* WHAT IS NEEDED
Find all the lines in the material below with the word "FullSoftmaxLoss", and copy them.

+===+

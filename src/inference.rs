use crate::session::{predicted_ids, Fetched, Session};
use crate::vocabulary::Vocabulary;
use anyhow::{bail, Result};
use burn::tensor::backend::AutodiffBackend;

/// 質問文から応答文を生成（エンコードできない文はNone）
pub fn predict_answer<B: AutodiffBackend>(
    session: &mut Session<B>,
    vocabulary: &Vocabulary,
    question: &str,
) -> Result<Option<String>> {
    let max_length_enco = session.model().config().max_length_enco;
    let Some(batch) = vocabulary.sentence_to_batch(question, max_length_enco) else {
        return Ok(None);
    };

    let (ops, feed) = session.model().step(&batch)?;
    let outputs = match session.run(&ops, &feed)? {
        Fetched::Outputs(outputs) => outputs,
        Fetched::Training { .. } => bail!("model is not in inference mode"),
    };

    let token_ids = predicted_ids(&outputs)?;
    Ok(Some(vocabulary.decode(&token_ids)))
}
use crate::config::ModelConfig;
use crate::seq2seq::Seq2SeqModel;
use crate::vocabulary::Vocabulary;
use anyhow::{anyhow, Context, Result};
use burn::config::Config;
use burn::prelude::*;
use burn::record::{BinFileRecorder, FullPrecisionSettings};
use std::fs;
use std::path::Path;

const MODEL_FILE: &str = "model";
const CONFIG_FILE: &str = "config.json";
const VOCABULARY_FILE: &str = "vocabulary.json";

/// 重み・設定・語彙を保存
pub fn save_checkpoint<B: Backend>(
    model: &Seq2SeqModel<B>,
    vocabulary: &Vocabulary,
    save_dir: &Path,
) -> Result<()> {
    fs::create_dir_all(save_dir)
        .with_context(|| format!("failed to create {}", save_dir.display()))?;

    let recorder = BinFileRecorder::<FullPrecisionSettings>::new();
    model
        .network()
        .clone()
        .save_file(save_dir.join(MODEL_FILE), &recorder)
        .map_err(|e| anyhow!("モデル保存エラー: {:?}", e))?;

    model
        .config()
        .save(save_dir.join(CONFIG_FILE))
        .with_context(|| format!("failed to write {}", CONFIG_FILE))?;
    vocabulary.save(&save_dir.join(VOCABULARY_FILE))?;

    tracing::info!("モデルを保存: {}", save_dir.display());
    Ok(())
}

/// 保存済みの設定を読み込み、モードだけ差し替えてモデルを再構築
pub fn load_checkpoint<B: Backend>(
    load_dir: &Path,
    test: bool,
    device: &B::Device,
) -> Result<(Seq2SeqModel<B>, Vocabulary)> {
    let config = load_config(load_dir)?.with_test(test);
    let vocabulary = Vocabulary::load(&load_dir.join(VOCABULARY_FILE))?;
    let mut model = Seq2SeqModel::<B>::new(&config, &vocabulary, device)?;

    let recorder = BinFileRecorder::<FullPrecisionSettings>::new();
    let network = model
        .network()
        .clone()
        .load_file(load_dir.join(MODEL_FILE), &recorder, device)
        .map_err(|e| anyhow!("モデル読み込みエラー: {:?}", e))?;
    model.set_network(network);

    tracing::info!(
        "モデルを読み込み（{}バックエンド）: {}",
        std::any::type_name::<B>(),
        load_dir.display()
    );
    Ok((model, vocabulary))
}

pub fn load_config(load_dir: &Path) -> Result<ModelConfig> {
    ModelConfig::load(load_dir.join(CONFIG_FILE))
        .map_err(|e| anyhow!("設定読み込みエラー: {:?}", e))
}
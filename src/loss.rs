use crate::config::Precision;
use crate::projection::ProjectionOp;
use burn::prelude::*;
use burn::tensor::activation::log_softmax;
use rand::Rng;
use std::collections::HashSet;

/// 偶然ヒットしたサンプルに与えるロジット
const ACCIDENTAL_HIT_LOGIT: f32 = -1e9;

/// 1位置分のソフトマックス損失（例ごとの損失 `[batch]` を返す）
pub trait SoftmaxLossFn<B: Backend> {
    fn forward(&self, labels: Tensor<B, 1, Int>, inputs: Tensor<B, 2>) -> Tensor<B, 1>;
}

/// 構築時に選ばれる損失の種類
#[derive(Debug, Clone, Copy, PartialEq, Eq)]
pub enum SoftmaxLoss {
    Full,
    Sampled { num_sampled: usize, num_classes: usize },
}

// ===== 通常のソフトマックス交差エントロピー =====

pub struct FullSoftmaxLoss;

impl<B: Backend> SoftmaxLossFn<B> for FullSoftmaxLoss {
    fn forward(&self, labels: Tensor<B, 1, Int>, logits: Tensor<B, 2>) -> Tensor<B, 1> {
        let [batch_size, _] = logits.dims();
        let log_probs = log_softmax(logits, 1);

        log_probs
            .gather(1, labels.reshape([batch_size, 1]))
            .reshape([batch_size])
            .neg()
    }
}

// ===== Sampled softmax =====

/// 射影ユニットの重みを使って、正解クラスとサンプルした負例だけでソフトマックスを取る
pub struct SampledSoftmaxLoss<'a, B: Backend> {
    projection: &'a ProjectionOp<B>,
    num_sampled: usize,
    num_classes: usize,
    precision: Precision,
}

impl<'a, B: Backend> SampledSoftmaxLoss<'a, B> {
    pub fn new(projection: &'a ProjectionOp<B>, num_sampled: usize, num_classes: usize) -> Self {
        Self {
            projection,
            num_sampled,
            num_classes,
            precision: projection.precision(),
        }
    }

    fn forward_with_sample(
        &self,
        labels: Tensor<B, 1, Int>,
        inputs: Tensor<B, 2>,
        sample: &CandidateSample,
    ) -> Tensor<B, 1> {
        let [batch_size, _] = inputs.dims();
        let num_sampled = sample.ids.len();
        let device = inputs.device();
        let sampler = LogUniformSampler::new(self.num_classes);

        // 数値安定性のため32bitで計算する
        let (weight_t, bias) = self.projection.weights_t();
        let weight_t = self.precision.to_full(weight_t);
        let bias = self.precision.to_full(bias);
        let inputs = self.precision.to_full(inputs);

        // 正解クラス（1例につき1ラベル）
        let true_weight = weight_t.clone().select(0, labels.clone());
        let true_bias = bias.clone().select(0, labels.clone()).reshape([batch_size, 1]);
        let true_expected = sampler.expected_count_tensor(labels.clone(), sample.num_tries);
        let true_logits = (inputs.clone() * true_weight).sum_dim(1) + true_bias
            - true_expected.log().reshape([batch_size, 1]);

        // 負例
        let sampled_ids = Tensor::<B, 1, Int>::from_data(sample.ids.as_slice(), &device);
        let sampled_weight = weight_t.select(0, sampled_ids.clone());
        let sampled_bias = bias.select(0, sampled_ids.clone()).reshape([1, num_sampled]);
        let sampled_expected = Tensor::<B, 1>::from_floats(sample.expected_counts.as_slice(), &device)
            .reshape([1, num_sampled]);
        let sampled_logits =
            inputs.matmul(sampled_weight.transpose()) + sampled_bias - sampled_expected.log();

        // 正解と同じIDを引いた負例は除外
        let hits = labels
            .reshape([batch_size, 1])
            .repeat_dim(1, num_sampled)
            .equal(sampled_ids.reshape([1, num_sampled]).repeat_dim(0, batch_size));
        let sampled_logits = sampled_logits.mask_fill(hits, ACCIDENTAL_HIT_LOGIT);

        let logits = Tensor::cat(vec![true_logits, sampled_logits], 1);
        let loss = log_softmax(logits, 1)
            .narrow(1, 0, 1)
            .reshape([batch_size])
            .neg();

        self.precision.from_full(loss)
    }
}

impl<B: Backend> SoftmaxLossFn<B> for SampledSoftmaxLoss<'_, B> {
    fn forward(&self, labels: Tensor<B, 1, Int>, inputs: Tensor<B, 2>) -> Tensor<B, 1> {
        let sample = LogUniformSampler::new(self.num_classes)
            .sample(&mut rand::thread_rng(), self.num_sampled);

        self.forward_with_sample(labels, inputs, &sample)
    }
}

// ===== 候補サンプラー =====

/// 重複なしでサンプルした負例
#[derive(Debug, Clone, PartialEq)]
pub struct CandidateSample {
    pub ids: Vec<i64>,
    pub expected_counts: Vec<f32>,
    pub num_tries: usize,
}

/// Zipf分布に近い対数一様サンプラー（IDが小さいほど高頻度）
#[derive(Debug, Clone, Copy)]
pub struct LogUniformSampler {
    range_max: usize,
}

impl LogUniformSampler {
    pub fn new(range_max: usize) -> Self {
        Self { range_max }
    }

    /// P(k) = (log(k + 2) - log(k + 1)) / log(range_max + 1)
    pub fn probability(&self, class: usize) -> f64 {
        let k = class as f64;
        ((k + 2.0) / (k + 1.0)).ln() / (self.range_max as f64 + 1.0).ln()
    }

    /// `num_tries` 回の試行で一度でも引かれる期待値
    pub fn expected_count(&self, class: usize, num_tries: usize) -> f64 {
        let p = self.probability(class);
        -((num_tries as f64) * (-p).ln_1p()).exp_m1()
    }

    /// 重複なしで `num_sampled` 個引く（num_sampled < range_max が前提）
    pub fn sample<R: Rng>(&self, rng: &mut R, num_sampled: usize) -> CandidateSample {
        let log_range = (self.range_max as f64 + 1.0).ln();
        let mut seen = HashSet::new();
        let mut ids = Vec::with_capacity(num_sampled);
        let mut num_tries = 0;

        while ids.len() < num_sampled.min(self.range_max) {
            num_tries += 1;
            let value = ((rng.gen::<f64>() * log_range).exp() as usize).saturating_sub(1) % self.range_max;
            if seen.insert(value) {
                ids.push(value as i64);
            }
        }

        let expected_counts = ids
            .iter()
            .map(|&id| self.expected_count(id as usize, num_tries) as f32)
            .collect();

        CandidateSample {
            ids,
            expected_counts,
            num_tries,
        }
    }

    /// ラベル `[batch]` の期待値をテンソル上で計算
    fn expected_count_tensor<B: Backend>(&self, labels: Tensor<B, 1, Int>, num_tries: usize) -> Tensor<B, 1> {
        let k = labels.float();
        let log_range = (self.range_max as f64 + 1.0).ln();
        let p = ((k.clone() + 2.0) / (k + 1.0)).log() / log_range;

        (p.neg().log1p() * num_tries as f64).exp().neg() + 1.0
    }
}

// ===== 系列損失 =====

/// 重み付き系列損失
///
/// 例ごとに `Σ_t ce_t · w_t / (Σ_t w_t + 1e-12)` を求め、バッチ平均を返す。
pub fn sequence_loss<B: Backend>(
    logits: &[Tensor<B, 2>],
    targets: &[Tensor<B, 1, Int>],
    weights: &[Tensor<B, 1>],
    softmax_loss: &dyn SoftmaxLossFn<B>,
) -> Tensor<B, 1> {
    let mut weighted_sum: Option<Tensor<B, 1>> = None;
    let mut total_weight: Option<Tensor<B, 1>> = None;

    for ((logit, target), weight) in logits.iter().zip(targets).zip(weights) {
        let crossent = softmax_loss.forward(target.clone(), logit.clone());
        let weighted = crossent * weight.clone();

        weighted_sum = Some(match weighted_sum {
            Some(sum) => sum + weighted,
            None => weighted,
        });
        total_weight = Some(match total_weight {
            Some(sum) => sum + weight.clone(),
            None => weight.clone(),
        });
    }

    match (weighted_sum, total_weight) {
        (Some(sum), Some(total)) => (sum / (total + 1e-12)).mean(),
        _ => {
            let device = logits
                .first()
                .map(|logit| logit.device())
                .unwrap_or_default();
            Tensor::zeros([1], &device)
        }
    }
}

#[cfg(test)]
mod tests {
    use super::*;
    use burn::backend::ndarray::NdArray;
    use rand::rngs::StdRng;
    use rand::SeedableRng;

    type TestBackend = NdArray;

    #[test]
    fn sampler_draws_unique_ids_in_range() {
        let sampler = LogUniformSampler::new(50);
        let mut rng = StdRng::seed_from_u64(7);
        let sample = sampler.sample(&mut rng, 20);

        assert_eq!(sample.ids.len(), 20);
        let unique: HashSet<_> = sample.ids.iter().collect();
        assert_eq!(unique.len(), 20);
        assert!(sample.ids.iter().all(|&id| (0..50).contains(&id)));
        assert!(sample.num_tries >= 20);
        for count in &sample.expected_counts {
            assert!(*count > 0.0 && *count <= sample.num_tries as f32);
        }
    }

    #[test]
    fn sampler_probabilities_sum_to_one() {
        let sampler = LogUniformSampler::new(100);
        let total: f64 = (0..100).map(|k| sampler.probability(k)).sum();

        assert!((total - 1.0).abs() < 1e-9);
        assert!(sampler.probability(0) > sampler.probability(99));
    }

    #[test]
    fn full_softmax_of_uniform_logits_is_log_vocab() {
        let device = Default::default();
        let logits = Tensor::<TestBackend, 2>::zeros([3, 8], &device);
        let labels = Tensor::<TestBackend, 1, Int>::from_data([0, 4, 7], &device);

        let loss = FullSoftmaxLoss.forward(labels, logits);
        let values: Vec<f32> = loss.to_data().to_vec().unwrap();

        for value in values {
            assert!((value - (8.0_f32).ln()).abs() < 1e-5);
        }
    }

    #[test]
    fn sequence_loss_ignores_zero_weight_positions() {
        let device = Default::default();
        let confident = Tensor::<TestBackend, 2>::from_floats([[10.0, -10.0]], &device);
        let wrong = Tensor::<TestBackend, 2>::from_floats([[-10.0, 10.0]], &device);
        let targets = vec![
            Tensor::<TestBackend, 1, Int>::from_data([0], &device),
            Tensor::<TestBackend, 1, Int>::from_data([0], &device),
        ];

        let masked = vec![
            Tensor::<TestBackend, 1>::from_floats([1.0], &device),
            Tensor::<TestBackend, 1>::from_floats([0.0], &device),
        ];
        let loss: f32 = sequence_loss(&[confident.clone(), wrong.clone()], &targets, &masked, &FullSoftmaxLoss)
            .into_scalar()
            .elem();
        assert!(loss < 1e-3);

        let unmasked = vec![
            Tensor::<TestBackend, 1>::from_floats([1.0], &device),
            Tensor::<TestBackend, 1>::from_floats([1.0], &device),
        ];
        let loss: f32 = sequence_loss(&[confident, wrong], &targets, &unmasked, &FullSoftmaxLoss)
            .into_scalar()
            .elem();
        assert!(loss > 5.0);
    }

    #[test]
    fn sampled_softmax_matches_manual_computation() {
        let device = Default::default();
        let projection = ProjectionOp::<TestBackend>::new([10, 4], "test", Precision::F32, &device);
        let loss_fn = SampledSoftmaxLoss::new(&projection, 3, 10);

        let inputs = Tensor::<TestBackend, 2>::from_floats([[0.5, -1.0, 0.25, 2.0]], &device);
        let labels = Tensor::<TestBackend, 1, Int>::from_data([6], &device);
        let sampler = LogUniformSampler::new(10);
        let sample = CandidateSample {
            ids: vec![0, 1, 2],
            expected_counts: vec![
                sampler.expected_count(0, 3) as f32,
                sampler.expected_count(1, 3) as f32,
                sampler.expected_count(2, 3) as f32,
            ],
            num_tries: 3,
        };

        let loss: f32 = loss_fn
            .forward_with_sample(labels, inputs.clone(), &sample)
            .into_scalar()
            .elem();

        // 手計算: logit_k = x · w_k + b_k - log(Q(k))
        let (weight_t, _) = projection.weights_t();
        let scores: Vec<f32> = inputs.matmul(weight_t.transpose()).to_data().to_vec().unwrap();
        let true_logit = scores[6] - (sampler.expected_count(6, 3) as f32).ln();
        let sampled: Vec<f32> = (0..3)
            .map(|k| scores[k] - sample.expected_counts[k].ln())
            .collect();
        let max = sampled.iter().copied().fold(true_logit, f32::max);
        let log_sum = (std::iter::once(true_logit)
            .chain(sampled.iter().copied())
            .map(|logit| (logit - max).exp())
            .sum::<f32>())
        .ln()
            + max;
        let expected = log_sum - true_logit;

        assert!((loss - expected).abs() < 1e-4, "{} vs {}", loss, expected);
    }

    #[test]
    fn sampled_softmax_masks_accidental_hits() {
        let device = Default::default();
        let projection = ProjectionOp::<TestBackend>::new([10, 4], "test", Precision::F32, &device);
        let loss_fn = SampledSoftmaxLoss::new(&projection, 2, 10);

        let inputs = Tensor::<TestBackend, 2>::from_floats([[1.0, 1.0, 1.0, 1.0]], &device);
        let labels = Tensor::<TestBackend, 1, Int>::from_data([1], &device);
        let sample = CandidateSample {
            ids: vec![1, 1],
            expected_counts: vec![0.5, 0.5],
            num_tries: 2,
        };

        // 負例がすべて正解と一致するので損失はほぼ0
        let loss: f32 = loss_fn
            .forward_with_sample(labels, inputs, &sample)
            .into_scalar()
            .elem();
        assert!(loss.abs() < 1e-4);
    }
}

+===+

* TASK RESPONSE
pub struct FullSoftmaxLoss;
impl<B: Backend> SoftmaxLossFn<B> for FullSoftmaxLoss {
        let loss = FullSoftmaxLoss.forward(labels, logits);
        let loss: f32 = sequence_loss(&[confident.clone(), wrong.clone()], &targets, &masked, &FullSoftmaxLoss)
        let loss: f32 = sequence_loss(&[confident, wrong], &targets, &unmasked, &FullSoftmaxLoss)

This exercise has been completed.